**SUPPLIED RECORDS:**
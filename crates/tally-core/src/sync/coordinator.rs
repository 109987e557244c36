//! Batch entry point: one isolated transaction per operation

use rusqlite::{Connection, TransactionBehavior};

use crate::config::EngineConfig;
use crate::error::{Error, Result};
use crate::models::{SyncMetadata, SyncOperation, SyncRequest, SyncResponse, SyncResult, SyncStatus};
use crate::util::{normalize_text_option, unix_millis_now};

use super::context::{OperationContext, SyncContext};
use super::dispatcher::EntityOperationDispatcher;

/// Applies a device's batch in array order.
///
/// Each operation runs in its own `IMMEDIATE` transaction. A failing operation
/// rolls back alone and becomes an `error` result; committed siblings stay
/// committed and later ones still run. Only a failure to open a transaction
/// aborts the request.
#[derive(Debug, Clone, Default)]
pub struct SyncBatchCoordinator {
    config: EngineConfig,
}

impl SyncBatchCoordinator {
    pub const fn new(config: EngineConfig) -> Self {
        Self { config }
    }

    pub fn process(
        &self,
        conn: &mut Connection,
        user_id: &str,
        request: &SyncRequest,
    ) -> Result<SyncResponse> {
        let device_id = normalize_text_option(Some(request.device_id.clone()))
            .ok_or_else(|| Error::InvalidInput("device_id is required".to_string()))?;
        let count = request.operations.len();
        if count > self.config.max_batch_operations {
            return Err(Error::InvalidInput(format!(
                "Batch has {count} operations, the limit is {}",
                self.config.max_batch_operations
            )));
        }

        let session = SyncContext::new(user_id, device_id);
        let mut results = Vec::with_capacity(count);
        for op in &request.operations {
            results.push(Self::process_operation(conn, &session, op)?);
        }

        let tally = |status: SyncStatus| results.iter().filter(|r| r.status == status).count();
        tracing::info!(
            device = %session.device_id,
            operations = count,
            succeeded = tally(SyncStatus::Success),
            duplicates = tally(SyncStatus::Duplicate),
            not_found = tally(SyncStatus::NotFound),
            conflicts = tally(SyncStatus::Conflict),
            failed = tally(SyncStatus::Error),
            "Processed sync batch"
        );
        Ok(SyncResponse { results })
    }

    fn process_operation(
        conn: &mut Connection,
        session: &SyncContext,
        op: &SyncOperation,
    ) -> Result<SyncResult> {
        let tx = conn.transaction_with_behavior(TransactionBehavior::Immediate)?;
        let synced_at = unix_millis_now();

        let result = match Self::apply(&tx, session, op, synced_at) {
            Ok(result) => match tx.commit() {
                Ok(()) => result,
                Err(error) => SyncResult::error(&op.local_id, Error::from(error).to_string()),
            },
            Err(error) => {
                if let Err(rollback) = tx.rollback() {
                    tracing::warn!(local_id = %op.local_id, error = %rollback, "Rollback failed");
                }
                SyncResult::error(&op.local_id, error.to_string())
            }
        };

        match result.status {
            SyncStatus::Conflict | SyncStatus::Error => tracing::warn!(
                entity = %op.entity,
                operation = %op.operation,
                local_id = %op.local_id,
                status = result.status.as_str(),
                message = result.message.as_deref().unwrap_or_default(),
                "Sync operation rejected"
            ),
            _ => tracing::debug!(
                entity = %op.entity,
                operation = %op.operation,
                local_id = %op.local_id,
                status = result.status.as_str(),
                "Processed sync operation"
            ),
        }
        Ok(result)
    }

    fn apply(
        conn: &Connection,
        session: &SyncContext,
        op: &SyncOperation,
        synced_at: i64,
    ) -> Result<SyncResult> {
        let (entity, operation) = op.target()?;
        let ctx = OperationContext {
            session,
            metadata: SyncMetadata {
                synced_at,
                original_timestamp: op.client_timestamp_millis(synced_at)?,
                local_id: op.local_id.clone(),
            },
            idempotency_key: op.idempotency_key(),
        };
        EntityOperationDispatcher::new(conn).dispatch(entity, operation, op, &ctx)
    }
}
//! Engine configuration

use serde::{Deserialize, Serialize};

use crate::error::{Error, Result};

pub const DEFAULT_MAX_BATCH_OPERATIONS: usize = 500;
pub const DEFAULT_PULL_PAGE_LIMIT: usize = 1000;

/// Limits applied by the sync engine
#[derive(Debug, Clone, Copy, PartialEq, Eq, Serialize, Deserialize)]
#[serde(default, deny_unknown_fields)]
pub struct EngineConfig {
    /// Largest batch accepted by one sync request
    pub max_batch_operations: usize,
    /// Largest page returned by the change feed
    pub pull_page_limit: usize,
}

impl Default for EngineConfig {
    fn default() -> Self {
        Self {
            max_batch_operations: DEFAULT_MAX_BATCH_OPERATIONS,
            pull_page_limit: DEFAULT_PULL_PAGE_LIMIT,
        }
    }
}

impl EngineConfig {
    pub fn validate(&self) -> Result<()> {
        if self.max_batch_operations == 0 {
            return Err(Error::InvalidInput(
                "max_batch_operations must be at least 1".to_string(),
            ));
        }
        if self.pull_page_limit == 0 {
            return Err(Error::InvalidInput(
                "pull_page_limit must be at least 1".to_string(),
            ));
        }
        Ok(())
    }

    /// Page size for a pull, capped at the configured limit
    pub fn page_limit(&self, requested: Option<usize>) -> usize {
        requested
            .unwrap_or(self.pull_page_limit)
            .clamp(1, self.pull_page_limit.max(1))
    }
}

**WHAT TO PRODUCE:** Scan the listing above and work out how many of its lines contain the word "results". Report only that number.

**RESULT OF THIS TASK:** 4